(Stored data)
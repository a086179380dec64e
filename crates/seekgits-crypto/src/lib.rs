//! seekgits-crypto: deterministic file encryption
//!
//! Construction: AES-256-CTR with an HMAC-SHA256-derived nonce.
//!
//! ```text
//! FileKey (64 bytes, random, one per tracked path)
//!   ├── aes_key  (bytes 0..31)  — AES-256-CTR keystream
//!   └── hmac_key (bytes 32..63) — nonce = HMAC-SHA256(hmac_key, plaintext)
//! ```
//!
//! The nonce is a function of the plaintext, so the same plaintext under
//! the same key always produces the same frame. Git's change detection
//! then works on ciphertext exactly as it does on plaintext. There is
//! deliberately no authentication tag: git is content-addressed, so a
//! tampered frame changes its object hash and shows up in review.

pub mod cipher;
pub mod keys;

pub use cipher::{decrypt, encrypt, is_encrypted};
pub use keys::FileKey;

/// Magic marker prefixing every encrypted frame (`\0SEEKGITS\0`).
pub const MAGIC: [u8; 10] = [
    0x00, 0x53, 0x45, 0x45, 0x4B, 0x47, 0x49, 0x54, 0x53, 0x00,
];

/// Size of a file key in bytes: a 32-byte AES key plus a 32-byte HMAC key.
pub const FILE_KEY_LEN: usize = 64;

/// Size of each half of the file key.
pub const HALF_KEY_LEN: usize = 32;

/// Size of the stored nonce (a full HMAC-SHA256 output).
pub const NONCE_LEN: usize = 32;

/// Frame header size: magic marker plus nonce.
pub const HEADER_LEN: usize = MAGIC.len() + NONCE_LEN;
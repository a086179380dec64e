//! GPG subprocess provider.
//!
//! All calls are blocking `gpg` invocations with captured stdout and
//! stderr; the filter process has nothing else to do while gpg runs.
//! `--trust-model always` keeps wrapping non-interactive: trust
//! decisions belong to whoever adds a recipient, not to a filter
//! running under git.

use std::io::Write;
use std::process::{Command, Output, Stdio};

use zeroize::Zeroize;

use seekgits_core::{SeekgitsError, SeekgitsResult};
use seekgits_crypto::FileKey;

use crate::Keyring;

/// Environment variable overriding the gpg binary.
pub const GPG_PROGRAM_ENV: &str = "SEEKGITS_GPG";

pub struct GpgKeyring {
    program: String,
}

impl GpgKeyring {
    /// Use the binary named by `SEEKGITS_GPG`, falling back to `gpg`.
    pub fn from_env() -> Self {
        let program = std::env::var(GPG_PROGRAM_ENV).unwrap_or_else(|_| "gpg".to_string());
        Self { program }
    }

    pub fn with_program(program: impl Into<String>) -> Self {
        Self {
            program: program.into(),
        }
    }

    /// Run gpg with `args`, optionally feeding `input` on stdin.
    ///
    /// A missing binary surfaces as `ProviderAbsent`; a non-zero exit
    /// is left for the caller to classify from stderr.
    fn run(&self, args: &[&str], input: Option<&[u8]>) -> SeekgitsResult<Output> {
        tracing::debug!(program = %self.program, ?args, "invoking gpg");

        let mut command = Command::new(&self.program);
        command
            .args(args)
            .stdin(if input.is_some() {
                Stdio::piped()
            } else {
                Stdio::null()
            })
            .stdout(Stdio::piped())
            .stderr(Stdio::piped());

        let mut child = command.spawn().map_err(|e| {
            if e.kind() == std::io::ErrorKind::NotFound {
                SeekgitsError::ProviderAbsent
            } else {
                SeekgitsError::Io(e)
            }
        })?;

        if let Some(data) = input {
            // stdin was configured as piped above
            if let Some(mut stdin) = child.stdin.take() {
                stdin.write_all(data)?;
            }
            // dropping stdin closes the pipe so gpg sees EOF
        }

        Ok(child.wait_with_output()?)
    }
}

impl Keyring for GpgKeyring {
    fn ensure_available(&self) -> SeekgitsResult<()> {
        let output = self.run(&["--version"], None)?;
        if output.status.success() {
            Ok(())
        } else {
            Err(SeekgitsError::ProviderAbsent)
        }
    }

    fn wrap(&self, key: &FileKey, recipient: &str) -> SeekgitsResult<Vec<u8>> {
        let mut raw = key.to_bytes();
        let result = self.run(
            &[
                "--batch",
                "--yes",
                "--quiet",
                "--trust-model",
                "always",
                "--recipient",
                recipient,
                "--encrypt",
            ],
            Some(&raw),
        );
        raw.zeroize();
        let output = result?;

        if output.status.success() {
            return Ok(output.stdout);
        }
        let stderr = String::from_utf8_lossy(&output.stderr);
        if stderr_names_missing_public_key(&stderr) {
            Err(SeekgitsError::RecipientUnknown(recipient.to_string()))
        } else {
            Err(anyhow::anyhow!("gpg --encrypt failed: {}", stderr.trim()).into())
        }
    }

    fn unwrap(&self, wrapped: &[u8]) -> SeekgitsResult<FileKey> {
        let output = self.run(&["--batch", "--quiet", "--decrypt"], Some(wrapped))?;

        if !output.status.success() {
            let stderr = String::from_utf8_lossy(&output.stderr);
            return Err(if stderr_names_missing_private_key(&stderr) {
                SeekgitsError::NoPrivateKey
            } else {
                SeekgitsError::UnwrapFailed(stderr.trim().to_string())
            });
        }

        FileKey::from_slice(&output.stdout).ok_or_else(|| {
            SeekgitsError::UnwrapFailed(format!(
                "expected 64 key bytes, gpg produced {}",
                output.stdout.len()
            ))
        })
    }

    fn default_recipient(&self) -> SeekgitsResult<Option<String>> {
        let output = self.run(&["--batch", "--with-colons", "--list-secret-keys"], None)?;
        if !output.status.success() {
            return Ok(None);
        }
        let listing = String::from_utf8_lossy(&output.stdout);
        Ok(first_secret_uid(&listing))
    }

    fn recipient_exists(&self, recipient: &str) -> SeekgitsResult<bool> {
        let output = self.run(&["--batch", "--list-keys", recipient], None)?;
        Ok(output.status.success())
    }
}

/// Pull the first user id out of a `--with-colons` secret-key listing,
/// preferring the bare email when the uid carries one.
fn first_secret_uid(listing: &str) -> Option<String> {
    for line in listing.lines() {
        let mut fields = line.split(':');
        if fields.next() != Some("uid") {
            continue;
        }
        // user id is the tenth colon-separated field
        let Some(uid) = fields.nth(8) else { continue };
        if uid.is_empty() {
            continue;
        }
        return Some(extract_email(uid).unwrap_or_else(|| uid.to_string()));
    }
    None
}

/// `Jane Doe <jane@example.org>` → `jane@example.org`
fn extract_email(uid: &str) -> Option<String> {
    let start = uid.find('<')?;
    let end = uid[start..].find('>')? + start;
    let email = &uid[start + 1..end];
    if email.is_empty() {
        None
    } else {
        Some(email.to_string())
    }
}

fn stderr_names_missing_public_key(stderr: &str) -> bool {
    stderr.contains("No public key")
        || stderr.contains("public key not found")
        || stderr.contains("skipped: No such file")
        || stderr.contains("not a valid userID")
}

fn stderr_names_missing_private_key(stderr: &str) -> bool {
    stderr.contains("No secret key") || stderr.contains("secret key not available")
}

AIM OF THE TASK => The required output is the entries from their opening line through the line holding "same plaintext under", repeated exactly, with both end lines kept.

REPLY TO THE TASK =>
repository a086179380dec64e
filename crates/seekgits-crypto/src/lib.rs
//! seekgits-crypto: deterministic file encryption
//!
//! Construction: AES-256-CTR with an HMAC-SHA256-derived nonce.
//!
//! ```text
//! FileKey (64 bytes, random, one per tracked path)
//!   ├── aes_key  (bytes 0..31)  — AES-256-CTR keystream
//!   └── hmac_key (bytes 32..63) — nonce = HMAC-SHA256(hmac_key, plaintext)
//! ```
//!
//! The nonce is a function of the plaintext, so the same plaintext under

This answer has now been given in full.